Menanggapi hal ini ketua komisi I DPRD Riau Ade Agus Hartanto Ssos, menyatakan tindakan wali santri tersebut tidak bisa ditolerir.
“Kita tidak bisa mentoleransi seluruh tindakan kekerasan,” kata Ade, Kamis (5/3/2020).
Mestinya kata Ade, para orang tua memahami dan mengikuti aturan yang ditetapkan oleh pesantren selama aturan tersebut tidak bertentangan dengan hukum serta peraturan yang ada didunia pendidikan.
“Bisa diselesaikan dengan menempuh jalur kekeluargaan itu lebih elok. Apalagi ini di Pondok Pesantren yang notabenenya seorang wali santri menitipkan anaknya itu ya semata-mata bagaimana meluruskan akhlaknya,” Kata Ade.
Apa yang terjadi beberapa waktu lalu tentu membuat miris melihat sikap seorang orang tua wali santri yang yang apa namanya lebih mengedepankan emosional otot dan sebagainya.
“Jika santri diberhentikan mestinya orang tua santri tersebut mesti merujuk saja dengan kesepakatan awalnya seperti apa. Di setiap lembaga-lembaga pendidikan punya aturan main masing-masing yang sepanjang aturan main itu tidak bertentangan dengan undang-undang pendidikan kita dibenarkan ya sah-sah saja aturan tersebut dibuat dan diberlakukan,” ujarnya.

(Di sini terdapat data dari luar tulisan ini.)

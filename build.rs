// SPDX-License-Identifier: GPL-3.0-or-later
// Copyright (C) 2026 Mark Wells <contact@markwells.dev>

//! Build script that embeds git version info into the binary.
//!
//! Runs `git describe --tags --always --dirty` so `nvim-handoff --version`
//! reports e.g. `0.4.0-3-gabc1234-dirty` on development builds.
//! Falls back to `CARGO_PKG_VERSION` if git is unavailable.

use std::process::Command;

fn main() {
    println!("cargo:rerun-if-changed=.git/HEAD");
    println!("cargo:rerun-if-changed=.git/refs");

    let version = git_describe().unwrap_or_else(|| env!("CARGO_PKG_VERSION").to_string());
    println!("cargo:rustc-env=NVIM_HANDOFF_VERSION={version}");
}

fn git_describe() -> Option<String> {
    let output = Command::new("git")
        .args(["describe", "--tags", "--always", "--dirty"])
        .output()
        .ok()?;

    if !output.status.success() {
        return None;
    }

    let desc = String::from_utf8(output.stdout).ok()?;
    let desc = desc.trim();

    if desc.is_empty() {
        return None;
    }

    Some(desc.strip_prefix('v').unwrap_or(desc).to_string())
}
// SPDX-License-Identifier: GPL-3.0-or-later
// Copyright (C) 2026 Mark Wells <contact@markwells.dev>

//! Error taxonomy for the editor hand-off.
//!
//! Errors that decide whether the file was actually opened propagate up to
//! [`crate::Handoff::open_at`]. Errors from best-effort steps (cursor jump,
//! window focus) are logged where they happen and never reach the caller.

use std::path::PathBuf;

use thiserror::Error;

use crate::dispatch::RequestKind;

/// Failures raised while handing a file over to the editor server.
#[derive(Debug, Error)]
pub enum HandoffError {
    /// No launch template is configured and no fallback candidate is usable.
    #[error("no usable launch command: {0} (run `nvim-handoff config set-launch` to configure one)")]
    ConfigurationMissing(String),

    /// The OS refused to create a process.
    #[error("failed to spawn '{program}': {source}")]
    Spawn {
        /// Program that could not be started.
        program: String,
        /// Underlying OS error.
        #[source]
        source: std::io::Error,
    },

    /// A server launch was attempted and did not succeed.
    #[error("failed to launch editor server: {0}")]
    LaunchFailed(String),

    /// A fire-and-kill request exceeded its wait bound and was killed.
    #[error("{request} request did not finish within {timeout_ms}ms and was killed")]
    DispatchTimeout {
        /// Request that timed out.
        request: RequestKind,
        /// Wait bound that was exceeded.
        timeout_ms: u64,
    },

    /// A request process exited with a non-zero status.
    #[error("{request} request exited with status {}", .code.map_or_else(|| "unknown".to_string(), |c| c.to_string()))]
    DispatchFailed {
        /// Request that failed.
        request: RequestKind,
        /// Exit code, if the process reported one.
        code: Option<i32>,
    },

    /// The liveness heuristic could not decide; callers treat this as "not alive".
    #[error("liveness check for {address} was inconclusive: {reason}")]
    LivenessCheckAmbiguous {
        /// Address that was probed.
        address: String,
        /// Why the probe was inconclusive.
        reason: String,
    },

    /// The window focusing mechanism is missing or failed.
    #[error("window focus unavailable: {0}")]
    FocusUnavailable(String),

    /// The file to open does not exist.
    #[error("file does not exist: {}", .0.display())]
    FileNotFound(PathBuf),

    /// A setting was rejected.
    #[error("invalid setting: {0}")]
    InvalidSetting(String),
}

/// Result alias for hand-off operations.
pub type Result<T> = std::result::Result<T, HandoffError>;
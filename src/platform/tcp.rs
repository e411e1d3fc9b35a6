// SPDX-License-Identifier: GPL-3.0-or-later
// Copyright (C) 2026 Mark Wells <contact@markwells.dev>

use std::net::{IpAddr, SocketAddr};
use std::path::PathBuf;

use super::ServerAddress;
use crate::error::{HandoffError, Result};
use crate::liveness::{self, LIVENESS_TIMEOUT};
use crate::template::{self, Bindings};

/// TCP addressing: each launch gets a fresh ephemeral port on `host`.
#[derive(Debug, Clone)]
pub struct WindowsTcpOps {
    host: IpAddr,
    ppid_script: Option<PathBuf>,
}

impl WindowsTcpOps {
    /// Listens on `host`; `ppid_script` is bound to `{getProcessPPIDScriptPath}`.
    #[must_use]
    pub const fn new(host: IpAddr, ppid_script: Option<PathBuf>) -> Self {
        Self { host, ppid_script }
    }

    pub(super) async fn is_alive(&self, addr: SocketAddr) -> bool {
        liveness::bounded_probe(&addr.to_string(), LIVENESS_TIMEOUT, move || {
            liveness::port_in_use(addr)
        })
        .await
    }

    pub(super) fn allocate(&self) -> Result<ServerAddress> {
        let port = liveness::free_port(self.host).map_err(|e| {
            HandoffError::LaunchFailed(format!("no free port on {}: {e}", self.host))
        })?;
        Ok(ServerAddress::Tcp(SocketAddr::new(self.host, port)))
    }

    pub(super) fn extend_bindings(&self, bindings: &mut Bindings) {
        if let Some(script) = &self.ppid_script {
            bindings.insert(
                template::PPID_SCRIPT_PATH,
                template::quote(&script.display().to_string()),
            );
        }
    }
}

#[cfg(test)]
#[allow(
    clippy::unwrap_used,
    clippy::panic,
    reason = "Tests use unwrap and panic for brevity"
)]
mod tests {
    use super::*;
    use std::net::{Ipv4Addr, TcpListener};

    fn ops() -> WindowsTcpOps {
        WindowsTcpOps::new(IpAddr::V4(Ipv4Addr::LOCALHOST), None)
    }

    #[tokio::test]
    async fn test_allocated_port_is_free_until_bound() {
        let ops = ops();
        let ServerAddress::Tcp(addr) = ops.allocate().unwrap() else {
            panic!("expected a TCP address");
        };
        assert_eq!(addr.ip(), IpAddr::V4(Ipv4Addr::LOCALHOST));
        assert!(!ops.is_alive(addr).await);

        let _listener = TcpListener::bind(addr).unwrap();
        assert!(ops.is_alive(addr).await);
    }

    #[test]
    fn test_ppid_script_binding() {
        let mut bindings = Bindings::new();
        ops().extend_bindings(&mut bindings);
        assert!(bindings.get(template::PPID_SCRIPT_PATH).is_none());

        let with_script = WindowsTcpOps::new(
            IpAddr::V4(Ipv4Addr::LOCALHOST),
            Some(PathBuf::from("C:/scripts/ppid.ps1")),
        );
        with_script.extend_bindings(&mut bindings);
        assert_eq!(
            bindings.get(template::PPID_SCRIPT_PATH),
            Some("\"C:/scripts/ppid.ps1\"")
        );
    }
}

Lebih-lebih lanjut politisi PKB ini informasi yang didapat apa yang dilakukan oleh anak-anak pelanggaran-pelanggaran yang cukup berat seperti merokok misalnya, lompat pagar, lari dari pondok lalu main di Warnet,
“Itu memang pelanggaran- pelanggaran berat yang dilakukan sehingga. Meskipun kita belum melihat detail rincian kasusnya seperti apa, tapi apa yang dipaparkan, lalu kita lihat bersama-sama, kita tidak berpihak ke mana-mana namun tetap menjunjung tinggi namanya etika dalam dalam hal apapun apalagi yang menggunakan kekerasan fisik maupun kekerasan verbal, itu kansama aja parahnya,” kata Ade.
Terkait didalam vidio tersebut terlihat mobil dinas plat merah di pondok pesantren tersebut, Ade mengatakan belum tentu mobil tersebut milik wali santri bisa saja milik orang lain.
Pemilik Yayasan Pondok Pesantren juga pejabat, ya bisa jadi mobil itu mobilnya beliau jadi gak baik kalau kita berkesimpulan itu adalah mobil wali santri.bKita tidak usah bicara dugaan-dugaan, pastikan dulu,” imbuhnya.
Dalam video berdurasi 6 menit 3 detik, tampak seorang pria wali santri mengamuk dan memarahi seorang guru pesantren.
Namun, guru tersebut hanya diam dan tertunduk. Kemudian, wali santri sambil marah-marah lalu berdiri dan menghadang guru pesantren lainnya.
Situasi pun tampak memanas.
Sejumlah guru pesantren mencoba menenangkan wali santri tersebut. Kejadian tersebut dibenarkan Ustadz Riko Riusdi, selaku pembina santri Pondok Pesantren Al Mujtahadah Pekanbaru.
“Benar. Itu kejadiannya pada tanggal 27 Februari 2020 lalu hari Kamis sekitar pukul 16.00 WIB,” ujar Riko.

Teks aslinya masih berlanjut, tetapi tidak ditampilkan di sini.